You first have to make sure that your system is solvable: this happens iff the right-hand side $b$ is orthogonal to the kernel of $A$. If $A$ has a dimension-1 kernel spanned by $v$, you need to have $v^* b=0$. If that is not the case, then go back to the modelling stage and ask yourself if what you did makes sense.
Convergence of iterative methods for singular systems is tricky in general, but for positive-semidefinite matrices and CG all works nicely: CG will converge on your singular system without any modifications. More precisely, it will converge to the unique solution orthogonal to the kernel ($v^Tx=0$), which is also the minimum-norm one.

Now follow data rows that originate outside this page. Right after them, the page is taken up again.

use std::fmt;

pub const SCREEN_WIDTH: usize = 64;
pub const SCREEN_HEIGHT: usize = 32;

/// The monochrome display. Each row is a 64-bit mask where the most
/// significant bit is the leftmost column.
#[derive(Debug, Clone, Copy, PartialEq, Eq)]
pub struct Screen {
    rows: [u64; SCREEN_HEIGHT],
}

impl Default for Screen {
    fn default() -> Self {
        Self::new()
    }
}

impl Screen {
    pub fn new() -> Screen {
        Screen {
            rows: [0; SCREEN_HEIGHT],
        }
    }

    pub fn clear(&mut self) {
        self.rows = [0; SCREEN_HEIGHT];
    }

    pub fn rows(&self) -> &[u64; SCREEN_HEIGHT] {
        &self.rows
    }

    #[cfg(test)]
    pub(crate) fn rows_mut(&mut self) -> &mut [u64; SCREEN_HEIGHT] {
        &mut self.rows
    }

    /// The row at `y`, wrapping vertically.
    pub fn row(&self, y: usize) -> u64 {
        self.rows[y % SCREEN_HEIGHT]
    }

    /// Whether the pixel at column `x`, row `y` is lit. Out of range coordinates are never lit.
    pub fn pixel(&self, x: usize, y: usize) -> bool {
        if x >= SCREEN_WIDTH || y >= SCREEN_HEIGHT {
            return false;
        }
        self.rows[y] & (1 << (SCREEN_WIDTH - 1 - x)) != 0
    }

    pub fn is_blank(&self) -> bool {
        self.rows.iter().all(|row| *row == 0)
    }

    /// XOR one byte of sprite data onto the screen with its most significant bit at column `x`.
    /// Rows wrap vertically, columns past the right edge are clipped.
    /// Returns whether any lit pixel was hit.
    pub fn draw_sprite_row(&mut self, x: u8, y: usize, sprite: u8) -> bool {
        let mask = ((sprite as u64) << (SCREEN_WIDTH - 8))
            .checked_shr(x as u32)
            .unwrap_or(0);
        let row = &mut self.rows[y % SCREEN_HEIGHT];
        let collision = *row & mask != 0;
        *row ^= mask;
        collision
    }
}

impl fmt::Display for Screen {
    fn fmt(&self, f: &mut fmt::Formatter<'_>) -> fmt::Result {
        for y in 0..SCREEN_HEIGHT {
            for x in 0..SCREEN_WIDTH {
                write!(f, "{}", if self.pixel(x, y) { "#" } else { " " })?;
            }
            writeln!(f)?;
        }

        Ok(())
    }
}

#[cfg(test)]
mod tests {

    use super::*;
    use proptest::prelude::*;

    #[test]
    fn sprite_is_left_aligned_to_column() {
        let mut screen = Screen::new();
        assert!(!screen.draw_sprite_row(0, 0, 0xF0));
        assert_eq!(screen.row(0), 0xF000_0000_0000_0000);
        assert!(screen.pixel(0, 0));
        assert!(screen.pixel(3, 0));
        assert!(!screen.pixel(4, 0));
    }

    #[test]
    fn sprite_is_clipped_at_right_edge() {
        let mut screen = Screen::new();
        screen.draw_sprite_row(60, 0, 0xFF);
        assert_eq!(screen.row(0), 0x0000_0000_0000_000F);
    }

    #[test]
    fn sprite_past_right_edge_draws_nothing() {
        let mut screen = Screen::new();
        assert!(!screen.draw_sprite_row(64, 3, 0xFF));
        assert!(!screen.draw_sprite_row(200, 3, 0xFF));
        assert!(screen.is_blank());
    }

    #[test]
    fn rows_wrap_vertically() {
        let mut screen = Screen::new();
        screen.draw_sprite_row(8, 33, 0x80);
        assert!(screen.pixel(8, 1));
    }

    #[test]
    fn display_renders_lit_pixels() {
        let mut screen = Screen::new();
        screen.draw_sprite_row(0, 0, 0xC0);
        let rendered = screen.to_string();
        let first_line = rendered.lines().next().unwrap();
        assert!(first_line.starts_with("## "));
        assert_eq!(first_line.len(), SCREEN_WIDTH);
        assert_eq!(rendered.lines().count(), SCREEN_HEIGHT);
    }

    proptest! {
        #[test]
        fn drawing_twice_restores_row(
            existing in any::<u64>(),
            x in any::<u8>(),
            sprite in any::<u8>(),
        ) {
            let mut screen = Screen::new();
            screen.rows[5] = existing;
            screen.draw_sprite_row(x, 5, sprite);
            screen.draw_sprite_row(x, 5, sprite);
            prop_assert_eq!(screen.row(5), existing);
        }
    }
}
//! Block inspector: a padded close-up of one text block with its lines and words outlined

use base64::Engine;
use base64::engine::general_purpose::STANDARD;
use image::DynamicImage;
use serde::Serialize;

use super::raster::{encode, resize_rgb, stroke_rect};
use super::request::OutputFormat;
use super::scale::{ScaleLimits, compute_scale};
use super::style::StyleTable;
use crate::alto::{BlockPage, BoundingBox, ElementCategory, Extent, TextBlock};
use crate::error::{Error, Result};

#[derive(Clone, Copy, Debug, PartialEq)]
pub struct BlockRenderOptions {
    pub limits: ScaleLimits,
    /// Raster pixels kept around the block on every side
    pub padding: u32,
    pub styles: StyleTable,
}

impl Default for BlockRenderOptions {
    fn default() -> Self {
        Self {
            limits: ScaleLimits::BLOCK,
            padding: 20,
            styles: StyleTable::BLOCK,
        }
    }
}

/// What a client receives for one block
#[derive(Clone, Debug, PartialEq, Eq, Serialize)]
pub struct BlockView {
    pub id: String,
    pub text: String,
    /// Base64 encoded PNG
    pub image: String,
}

impl BlockView {
    #[must_use]
    pub fn new(block: &TextBlock, png: &[u8]) -> Self {
        Self {
            id: block.id.clone(),
            text: block.text(),
            image: STANDARD.encode(png),
        }
    }
}

/// Render block `index` of `page` as PNG
pub fn render_block(
    raster: &DynamicImage,
    page: &BlockPage,
    index: usize,
    options: &BlockRenderOptions,
) -> Result<Vec<u8>> {
    let block = page.blocks.get(index).ok_or(Error::BlockNotFound(index))?;

    let raster_extent = Extent::new(i64::from(raster.width()), i64::from(raster.height()));
    let native = Extent::new(page.native_width, page.native_height);
    let page_scale = compute_scale(native, raster_extent, 100, &options.limits)?;

    let block_px = page_scale.to_raster(&block.bbox);
    let pad = i64::from(options.padding);
    let x0 = block_px.x.saturating_sub(pad).clamp(0, raster_extent.width);
    let y0 = block_px.y.saturating_sub(pad).clamp(0, raster_extent.height);
    let x1 = block_px.right().saturating_add(pad).clamp(0, raster_extent.width);
    let y1 = block_px.bottom().saturating_add(pad).clamp(0, raster_extent.height);
    if x1 <= x0 || y1 <= y0 {
        return Err(Error::geometry(format!(
            "block {} lies outside the raster",
            block.id
        )));
    }

    let crop_extent = Extent::new(x1 - x0, y1 - y0);
    let crop = image::imageops::crop_imm(
        raster,
        x0 as u32,
        y0 as u32,
        crop_extent.width as u32,
        crop_extent.height as u32,
    )
    .to_image();
    // crop pixels are the native space of the close-up, so only the image scale applies
    let crop_scale = compute_scale(crop_extent, crop_extent, 100, &options.limits)?;

    let mut canvas = resize_rgb(
        &DynamicImage::ImageRgba8(crop).to_rgb8(),
        crop_scale.output_width,
        crop_scale.output_height,
    );

    let in_crop = |bbox: &BoundingBox| {
        let px = page_scale.to_raster(bbox);
        crop_scale.map_box(&BoundingBox::new(
            px.x.saturating_sub(x0),
            px.y.saturating_sub(y0),
            px.width,
            px.height,
        ))
    };

    let line_stroke = options.styles.stroke(ElementCategory::Line);
    for line in &block.lines {
        stroke_rect(&mut canvas, in_crop(&line.bbox), line_stroke);
    }
    let word_stroke = options.styles.stroke(ElementCategory::Word);
    for word in block.lines.iter().flat_map(|l| &l.words) {
        stroke_rect(&mut canvas, in_crop(&word.bbox), word_stroke);
    }

    encode(&canvas, OutputFormat::Png)
}
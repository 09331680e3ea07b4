use std::panic;

/// Readable backtraces in debug builds, a crash report file in release builds.
/// Either way the panic is logged and the log flushed before the process exits.
pub fn initialize_panic_handler() {
    #[cfg(debug_assertions)]
    better_panic::install();
    #[cfg(not(debug_assertions))]
    human_panic::setup_panic!();

    let default_hook = panic::take_hook();
    panic::set_hook(Box::new(move |panic_info| {
        log::error!("{panic_info}");
        log::logger().flush();

        default_hook(panic_info);

        std::process::exit(1);
    }));
}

For a proof, see Convergence of the Conjugate Gradient Method on Singular Systems. Intuitively, what happens is that, after a suitable orthogonal change of basis, you are solving the system
$$
\begin{bmatrix}
A_{11} & 0\\
0 & 0
\end{bmatrix}
\begin{bmatrix}
x_1\\
x_2
\end{bmatrix}
=
\begin{bmatrix}
b_1\\0
\end{bmatrix},
$$
with $A_{11}$ positive definite. In this form, it is not complicated to see that all the iterates that CG produces have a zero in their second block: $(x_k)_2=0$, for each $k$. In addition, the iterates coincide with the ones that you'd get by applying CG to the (nonsingular) linear system $A_{11}x_1=b_1$.
Numerically, you may want to re-orthogonalize $x_k \leftarrow x_k - vv^Tx_k$ every few steps to make sure that your iterates stay orthogonal to the kernel.